Developer Tools

PBT-Bench: New AI benchmark for property-based testing tasks

LLMs achieve only 31–83% bug recall on 100 curated Python library problems

Deep Dive

A team led by Lucas Jing from arXiv has released PBT-Bench, a new benchmark designed to isolate and evaluate AI agents' ability to perform property-based testing. Unlike existing code benchmarks that only test bug reproduction or patch generation, PBT-Bench requires agents to derive semantic invariants from library documentation and construct precise input-generation strategies that can trigger hidden bugs. The benchmark comprises 100 problems drawn from 40 popular Python libraries, with a total of 365 injected bugs (mean 3.65 per problem) stratified across three difficulty levels—from single-constraint boundary bugs to complex stateful protocol violations.

In their evaluation of eight contemporary LLMs under two prompting regimes (open-ended baseline vs. explicit Hypothesis framework scaffolding), the team found significant variance in performance. Bug recall with the structured Hypothesis prompt ranged from 42.1% to 83.4%, while the open-ended baseline yielded 31.4% to 76.7%. Scaffolding provided a substantial boost of over 20 percentage points for mid-capability models, but for the strongest models the gains were smaller—and in two cases performance actually degraded, suggesting that rigid prompts can interfere with certain model behaviors rather than complement them.
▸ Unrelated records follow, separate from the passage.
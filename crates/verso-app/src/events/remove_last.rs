use std::sync::Arc;

use kanal::AsyncSender;
use verso_core::capture::CaptureController;
use verso_core::replay::Notifier;
use verso_types::{NoticeLevel, PageCommand, RemoveStatus};

use crate::page::BridgeNotifier;
use crate::state::AppState;

pub async fn handle_remove_last(
    state: Arc<AppState>,
    commands_tx: &AsyncSender<PageCommand>,
) -> anyhow::Result<()> {
    let notifier = BridgeNotifier::new(commands_tx.clone());
    let capture = CaptureController::new(&state.memory);

    match capture.remove_last_copied_text().await {
        Ok(response) => match response.status {
            RemoveStatus::Success => notifier.notify(NoticeLevel::Warning, "Last copy deleted!"),
            RemoveStatus::NotFound => notifier.notify(NoticeLevel::Warning, "No copy to delete."),
        },
        Err(e) => {
            tracing::error!("Failed to remove last entry: {}", e);
            notifier.notify(NoticeLevel::Error, "Error during deletion.");
        }
    }

    Ok(())
}
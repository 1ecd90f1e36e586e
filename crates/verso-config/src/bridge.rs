use std::env;

use serde::{Deserialize, Serialize};

fn default_ws_url() -> String {
    "ws://localhost:8080".to_string()
}

fn default_clipboard_poll_ms() -> u64 {
    500
}

#[derive(Debug, Clone, Serialize, Deserialize)]
#[serde(default)]
pub struct BridgeConfig {
    /// Listen to the page bridge websocket, if false use clipboard watcher
    pub listen_to_ws: bool,
    /// WebSocket URL to connect to
    #[serde(default = "default_ws_url")]
    pub ws_url: String,
    #[serde(default = "default_clipboard_poll_ms")]
    pub clipboard_poll_ms: u64,
}

impl BridgeConfig {
    pub fn new() -> Self {
        let ws_url = env::var("WS_URL").unwrap_or_else(|_| default_ws_url());
        let listen_to_ws = env::var("VERSO_LISTEN_TO_WS")
            .ok()
            .and_then(|v| v.parse().ok())
            .unwrap_or(false);

        Self {
            listen_to_ws,
            ws_url,
            clipboard_poll_ms: default_clipboard_poll_ms(),
        }
    }
}

impl Default for BridgeConfig {
    fn default() -> Self {
        Self {
            listen_to_ws: false,
            ws_url: default_ws_url(),
            clipboard_poll_ms: default_clipboard_poll_ms(),
        }
    }
}
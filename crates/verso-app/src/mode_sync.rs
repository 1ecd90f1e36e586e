use std::sync::Arc;
use std::time::Duration;

use tokio::sync::broadcast::error::RecvError;
use tokio_util::sync::CancellationToken;
use verso_core::store::StoreChange;

use crate::state::AppState;

/// Keep the page session in step with the persisted mode flag.
/// Deactivation from any writer drops a pending armed selection.
///
/// Changes made in this process arrive on the store broadcast. The stored
/// flag is also polled every `delta_time` so a toggle written by another
/// process (the CLI `mode` command) reaches a running session.
pub async fn mode_sync(state: Arc<AppState>, cancel: CancellationToken) -> anyhow::Result<()> {
    let mut changes = state.memory.subscribe();
    let poll = Duration::from_millis(state.config.read().await.delta_time.max(1));
    let mut ticker = tokio::time::interval(poll);
    ticker.set_missed_tick_behavior(tokio::time::MissedTickBehavior::Delay);

    loop {
        tokio::select! {
            change = changes.recv() => match change {
                Ok(StoreChange::ModeChanged(active)) => {
                    tracing::debug!("Mode changed: {}", active);
                    state.session.lock().await.set_active(active);
                }
                Ok(_) => {}
                Err(RecvError::Lagged(skipped)) => {
                    tracing::warn!("Missed {} store changes, resyncing mode", skipped);
                    let active = state.memory.mode_active().await;
                    state.session.lock().await.set_active(active);
                }
                Err(RecvError::Closed) => break,
            },
            _ = ticker.tick() => {
                let active = state.memory.mode_active().await;
                let mut session = state.session.lock().await;
                if session.is_active() != active {
                    tracing::debug!("Stored mode differs from session, now: {}", active);
                    session.set_active(active);
                }
            }
            _ = cancel.cancelled() => break,
        }
    }

    Ok(())
}
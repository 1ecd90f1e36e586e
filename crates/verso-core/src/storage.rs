use std::fs;
use std::io::Write;
use std::path::{Path, PathBuf};
use std::sync::Mutex;

use serde::Serialize;
use serde::de::DeserializeOwned;
use verso_config::storage::StorageConfig;
use verso_types::{Preferences, TextEntry};

use crate::error::StoreError;

/// Persistence for the translation memory and the user switches.
///
/// Every save replaces the whole value; callers serialize access.
pub trait MemoryStorage: Send + Sync {
    fn load_entries(&self) -> Result<Vec<TextEntry>, StoreError>;

    fn save_entries(&self, entries: &[TextEntry]) -> Result<(), StoreError>;

    fn load_preferences(&self) -> Result<Preferences, StoreError>;

    fn save_preferences(&self, preferences: &Preferences) -> Result<(), StoreError>;
}

/// Two JSON files in the data directory
pub struct JsonFileStorage {
    entries_path: PathBuf,
    preferences_path: PathBuf,
}

impl JsonFileStorage {
    pub fn new(entries_path: PathBuf, preferences_path: PathBuf) -> Self {
        Self {
            entries_path,
            preferences_path,
        }
    }

    pub fn from_config(config: &StorageConfig) -> Self {
        Self::new(config.entries_path(), config.preferences_path())
    }
}

fn read_json<T: DeserializeOwned + Default>(path: &Path) -> Result<T, StoreError> {
    if !path.exists() {
        return Ok(T::default());
    }

    let data = fs::read_to_string(path)?;
    if data.trim().is_empty() {
        return Ok(T::default());
    }

    serde_json::from_str(&data)
        .map_err(|e| StoreError::Corrupt(format!("{}: {}", path.display(), e)))
}

/// Write to a sibling temp file, then rename over the target
fn write_json<T: Serialize + ?Sized>(path: &Path, value: &T) -> Result<(), StoreError> {
    let dir = path.parent().unwrap_or_else(|| Path::new("."));
    fs::create_dir_all(dir)?;

    let mut file = tempfile::NamedTempFile::new_in(dir)?;
    serde_json::to_writer_pretty(&mut file, value)?;
    file.write_all(b"\n")?;
    file.persist(path).map_err(|e| StoreError::Io(e.error))?;

    Ok(())
}

impl MemoryStorage for JsonFileStorage {
    fn load_entries(&self) -> Result<Vec<TextEntry>, StoreError> {
        read_json(&self.entries_path)
    }

    fn save_entries(&self, entries: &[TextEntry]) -> Result<(), StoreError> {
        write_json(&self.entries_path, entries)
    }

    fn load_preferences(&self) -> Result<Preferences, StoreError> {
        read_json(&self.preferences_path)
    }

    fn save_preferences(&self, preferences: &Preferences) -> Result<(), StoreError> {
        write_json(&self.preferences_path, preferences)
    }
}

/// Process-local storage, nothing survives a restart
#[derive(Default)]
pub struct InMemoryStorage {
    entries: Mutex<Vec<TextEntry>>,
    preferences: Mutex<Preferences>,
}

impl InMemoryStorage {
    pub fn new() -> Self {
        Self::default()
    }

    pub fn with_entries(entries: Vec<TextEntry>) -> Self {
        Self {
            entries: Mutex::new(entries),
            preferences: Mutex::new(Preferences::default()),
        }
    }
}

fn poisoned() -> StoreError {
    StoreError::Corrupt("storage lock poisoned".to_string())
}

impl MemoryStorage for InMemoryStorage {
    fn load_entries(&self) -> Result<Vec<TextEntry>, StoreError> {
        Ok(self.entries.lock().map_err(|_| poisoned())?.clone())
    }

    fn save_entries(&self, entries: &[TextEntry]) -> Result<(), StoreError> {
        *self.entries.lock().map_err(|_| poisoned())? = entries.to_vec();
        Ok(())
    }

    fn load_preferences(&self) -> Result<Preferences, StoreError> {
        Ok(*self.preferences.lock().map_err(|_| poisoned())?)
    }

    fn save_preferences(&self, preferences: &Preferences) -> Result<(), StoreError> {
        *self.preferences.lock().map_err(|_| poisoned())? = *preferences;
        Ok(())
    }
}
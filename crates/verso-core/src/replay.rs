//! Paste interception.
//!
//! Handling is split in two so the host can cancel the default paste
//! synchronously: [`intercept_paste`] decides and consumes the armed selection
//! inside the event, [`Replayer::replay`] does the lookup afterwards and writes
//! the result into the page.

use verso_types::{FindResponse, FindUrlResponse, NoticeLevel};

use crate::error::InsertionError;
use crate::resources::Resources;
use crate::session::{Armed, ModeMachine};
use crate::store::TranslationMemory;

/// Text insertion at the page's insertion point.
///
/// The page may refuse (read-only field, no focus); that is reported as
/// [`InsertionError::Refused`] so the caller can fall back to the clipboard.
#[async_trait::async_trait]
pub trait HostPage: Send {
    async fn insert_text(&mut self, text: &str) -> Result<(), InsertionError>;
}

/// System clipboard, used when the page refuses insertion
pub trait ClipboardWriter: Send + Sync {
    fn write_text(&self, text: &str) -> Result<(), InsertionError>;
}

/// Transient user-visible notices
pub trait Notifier: Send + Sync {
    fn notify(&self, level: NoticeLevel, message: &str);
}

#[derive(Debug, Clone, PartialEq, Eq)]
pub enum ReplayJob {
    Text(String),
    Url(String),
}

#[derive(Debug, Clone, PartialEq, Eq)]
pub enum PasteDecision {
    /// Nothing armed, let the page paste normally
    AllowDefault,
    /// Cancel the default paste, then run the job
    Intercept(ReplayJob),
}

/// Synchronous part of paste handling. Always leaves the machine `Idle`.
pub fn intercept_paste(mode: &mut ModeMachine) -> PasteDecision {
    match mode.take_armed() {
        Armed::Idle => PasteDecision::AllowDefault,
        Armed::Text(text) => PasteDecision::Intercept(ReplayJob::Text(text)),
        Armed::Url(url) => PasteDecision::Intercept(ReplayJob::Url(url)),
    }
}

#[derive(Debug, Clone, PartialEq, Eq)]
pub enum ReplayOutcome {
    /// Translation inserted into the page
    Inserted(String),
    /// Page refused insertion, translation left on the clipboard
    CopiedToClipboard(String),
    /// URL had no translation, original inserted unchanged
    InsertedOriginal(String),
    /// Text had no translation, nothing inserted
    NotFound,
    /// Insertion and clipboard fallback both failed
    Failed(String),
}

/// `findAndReplace(originalText)`
pub async fn find_and_replace(memory: &TranslationMemory, original_text: &str) -> FindResponse {
    match memory.find_by_original(original_text).await {
        Some(entry) => {
            tracing::debug!("Found translation: {}", entry.translated_text);
            FindResponse::found(entry.translated_text)
        }
        None => {
            tracing::debug!("Translation not found");
            FindResponse::not_found()
        }
    }
}

/// `findUrlTranslation(url)`
pub async fn find_url_translation(resources: &Resources, url: &str) -> FindUrlResponse {
    match resources.find_url(url).await {
        Some(translated) => FindUrlResponse::found(translated),
        None => FindUrlResponse::not_found(),
    }
}

pub struct Replayer<'a> {
    memory: &'a TranslationMemory,
    resources: &'a Resources,
    clipboard: &'a dyn ClipboardWriter,
    notifier: &'a dyn Notifier,
}

impl<'a> Replayer<'a> {
    pub fn new(
        memory: &'a TranslationMemory,
        resources: &'a Resources,
        clipboard: &'a dyn ClipboardWriter,
        notifier: &'a dyn Notifier,
    ) -> Self {
        Self {
            memory,
            resources,
            clipboard,
            notifier,
        }
    }

    pub async fn replay(&self, job: ReplayJob, page: &mut dyn HostPage) -> ReplayOutcome {
        match job {
            ReplayJob::Url(url) => self.replay_url(url, page).await,
            ReplayJob::Text(text) => self.replay_text(text, page).await,
        }
    }

    async fn replay_url(&self, url: String, page: &mut dyn HostPage) -> ReplayOutcome {
        let response = find_url_translation(self.resources, &url).await;

        match response.translated_url {
            Some(translated) => {
                tracing::info!("URL translation found: {}", translated);
                self.insert_or_fallback(translated, page, "URL translated and inserted!")
                    .await
            }
            None => {
                tracing::info!("URL translation not found for: {}", url);
                self.notifier.notify(
                    NoticeLevel::Warning,
                    "URL translation not found. Pasting original URL.",
                );
                if let Err(e) = page.insert_text(&url).await {
                    tracing::warn!("Inserting original URL failed: {}", e);
                }
                ReplayOutcome::InsertedOriginal(url)
            }
        }
    }

    /// A miss blocks the paste with nothing inserted, unlike the URL path
    async fn replay_text(&self, text: String, page: &mut dyn HostPage) -> ReplayOutcome {
        let response = find_and_replace(self.memory, &text).await;

        match response.translated_text {
            Some(translated) => {
                self.insert_or_fallback(translated, page, "Text translated and inserted!")
                    .await
            }
            None => {
                tracing::info!("Translation not found for: {}", text);
                self.notifier
                    .notify(NoticeLevel::Warning, "Translation not found.");
                ReplayOutcome::NotFound
            }
        }
    }

    async fn insert_or_fallback(
        &self,
        text: String,
        page: &mut dyn HostPage,
        success: &str,
    ) -> ReplayOutcome {
        let Err(e) = page.insert_text(&text).await else {
            self.notifier.notify(NoticeLevel::Success, success);
            return ReplayOutcome::Inserted(text);
        };

        tracing::warn!("Text insertion failed ({}), trying clipboard fallback", e);
        match self.clipboard.write_text(&text) {
            Ok(()) => {
                self.notifier.notify(
                    NoticeLevel::Warning,
                    "Translation copied to clipboard (paste manually).",
                );
                ReplayOutcome::CopiedToClipboard(text)
            }
            Err(e) => {
                tracing::error!("Clipboard fallback failed: {}", e);
                self.notifier.notify(
                    NoticeLevel::Error,
                    "Translation found, but automatic insertion failed.",
                );
                ReplayOutcome::Failed(e.to_string())
            }
        }
    }
}

#[cfg(test)]
mod tests {
    use super::*;
    use crate::storage::InMemoryStorage;
    use crate::test_support::{FakeClipboard, FakePage, RecordingNotifier, resources_with_urls};
    use verso_types::{LookupStatus, TranslatedItem};

    async fn memory_with(original: &str, translated: &str) -> TranslationMemory {
        let memory = TranslationMemory::open(InMemoryStorage::new()).unwrap();
        memory.append(original).await.unwrap();
        memory
            .merge_translations(&[TranslatedItem::new("1", translated)])
            .await
            .unwrap();
        memory
    }

    #[test]
    fn test_idle_paste_allows_default() {
        let mut mode = ModeMachine::new(true);
        assert_eq!(intercept_paste(&mut mode), PasteDecision::AllowDefault);
    }

    #[test]
    fn test_armed_url_is_consumed_by_one_paste() {
        let mut mode = ModeMachine::new(true);
        mode.on_selection("https://a.example/x");

        assert_eq!(
            intercept_paste(&mut mode),
            PasteDecision::Intercept(ReplayJob::Url("https://a.example/x".to_string()))
        );
        assert_eq!(intercept_paste(&mut mode), PasteDecision::AllowDefault);
    }

    #[tokio::test]
    async fn test_text_hit_inserts_translation() {
        let memory = memory_with("Welcome", "Velkommen").await;
        let (_dir, resources) = resources_with_urls(&[]);
        let clipboard = FakeClipboard::default();
        let notifier = RecordingNotifier::default();
        let mut page = FakePage::accepting();

        let replayer = Replayer::new(&memory, &resources, &clipboard, &notifier);
        let outcome = replayer
            .replay(ReplayJob::Text("Welcome".to_string()), &mut page)
            .await;

        assert_eq!(outcome, ReplayOutcome::Inserted("Velkommen".to_string()));
        assert_eq!(page.inserted, vec!["Velkommen"]);
        assert_eq!(notifier.levels(), vec![NoticeLevel::Success]);
    }

    #[tokio::test]
    async fn test_text_miss_inserts_nothing() {
        let memory = memory_with("Welcome", "Velkommen").await;
        let (_dir, resources) = resources_with_urls(&[]);
        let clipboard = FakeClipboard::default();
        let notifier = RecordingNotifier::default();
        let mut page = FakePage::accepting();

        let replayer = Replayer::new(&memory, &resources, &clipboard, &notifier);
        let outcome = replayer
            .replay(ReplayJob::Text("Goodbye".to_string()), &mut page)
            .await;

        assert_eq!(outcome, ReplayOutcome::NotFound);
        assert!(page.inserted.is_empty());
        assert!(clipboard.written().is_empty());
        assert_eq!(notifier.levels(), vec![NoticeLevel::Warning]);
    }

    #[tokio::test]
    async fn test_url_hit_and_miss() {
        let memory = TranslationMemory::open(InMemoryStorage::new()).unwrap();
        let (_dir, resources) =
            resources_with_urls(&[("https://a.example/x", "https://a.example/no/x")]);
        let clipboard = FakeClipboard::default();
        let notifier = RecordingNotifier::default();
        let mut page = FakePage::accepting();
        let replayer = Replayer::new(&memory, &resources, &clipboard, &notifier);

        let hit = replayer
            .replay(ReplayJob::Url("https://a.example/x".to_string()), &mut page)
            .await;
        assert_eq!(hit, ReplayOutcome::Inserted("https://a.example/no/x".to_string()));

        let miss = replayer
            .replay(ReplayJob::Url("https://a.example/y".to_string()), &mut page)
            .await;
        assert_eq!(miss, ReplayOutcome::InsertedOriginal("https://a.example/y".to_string()));
        assert_eq!(page.inserted, vec!["https://a.example/no/x", "https://a.example/y"]);
    }

    #[tokio::test]
    async fn test_refused_insertion_falls_back_to_clipboard() {
        let memory = memory_with("Welcome", "Velkommen").await;
        let (_dir, resources) = resources_with_urls(&[]);
        let clipboard = FakeClipboard::default();
        let notifier = RecordingNotifier::default();
        let mut page = FakePage::refusing();

        let replayer = Replayer::new(&memory, &resources, &clipboard, &notifier);
        let outcome = replayer
            .replay(ReplayJob::Text("Welcome".to_string()), &mut page)
            .await;

        assert_eq!(outcome, ReplayOutcome::CopiedToClipboard("Velkommen".to_string()));
        assert_eq!(clipboard.written(), vec!["Velkommen"]);
        assert_eq!(notifier.levels(), vec![NoticeLevel::Warning]);
    }

    #[tokio::test]
    async fn test_insertion_and_clipboard_both_fail() {
        let memory = memory_with("Welcome", "Velkommen").await;
        let (_dir, resources) = resources_with_urls(&[]);
        let clipboard = FakeClipboard::broken();
        let notifier = RecordingNotifier::default();
        let mut page = FakePage::refusing();

        let replayer = Replayer::new(&memory, &resources, &clipboard, &notifier);
        let outcome = replayer
            .replay(ReplayJob::Text("Welcome".to_string()), &mut page)
            .await;

        assert!(matches!(outcome, ReplayOutcome::Failed(_)));
        assert_eq!(notifier.levels(), vec![NoticeLevel::Error]);
    }

    #[tokio::test]
    async fn test_lookup_contract_responses() {
        let memory = memory_with("Welcome", "Velkommen").await;
        let (_dir, resources) = resources_with_urls(&[("http://a", "http://b")]);

        let found = find_and_replace(&memory, "Welcome").await;
        assert_eq!(found, FindResponse::found("Velkommen"));
        assert_eq!(find_and_replace(&memory, "x").await.status, LookupStatus::NotFound);

        let url = find_url_translation(&resources, "http://a").await;
        assert_eq!(url.translated_url.as_deref(), Some("http://b"));
    }
}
The benchmark also revealed that the hardest bugs are highly model-specific: different architectures failed on different problems, indicating that no single model currently closes all gaps. This work points to a need for better documentation-grounded semantic reasoning in AI systems. The authors have released the full benchmark, evaluation harness, and corpus to support further research into property-based testing and AI-driven software reliability.

Key Points
  • 100 curated property-based testing problems across 40 real Python libraries with 365 injected bugs
  • Best LLM achieved 83.4% bug recall with Hypothesis scaffolding; worst achieved 31.4% with open-ended prompts
  • Hypothesis scaffolding boosted mid-capability models by >20 percentage points but degraded performance in two top models

Why It Matters

Property-based testing is critical for software reliability; this benchmark exposes AI's weak semantic reasoning from documentation.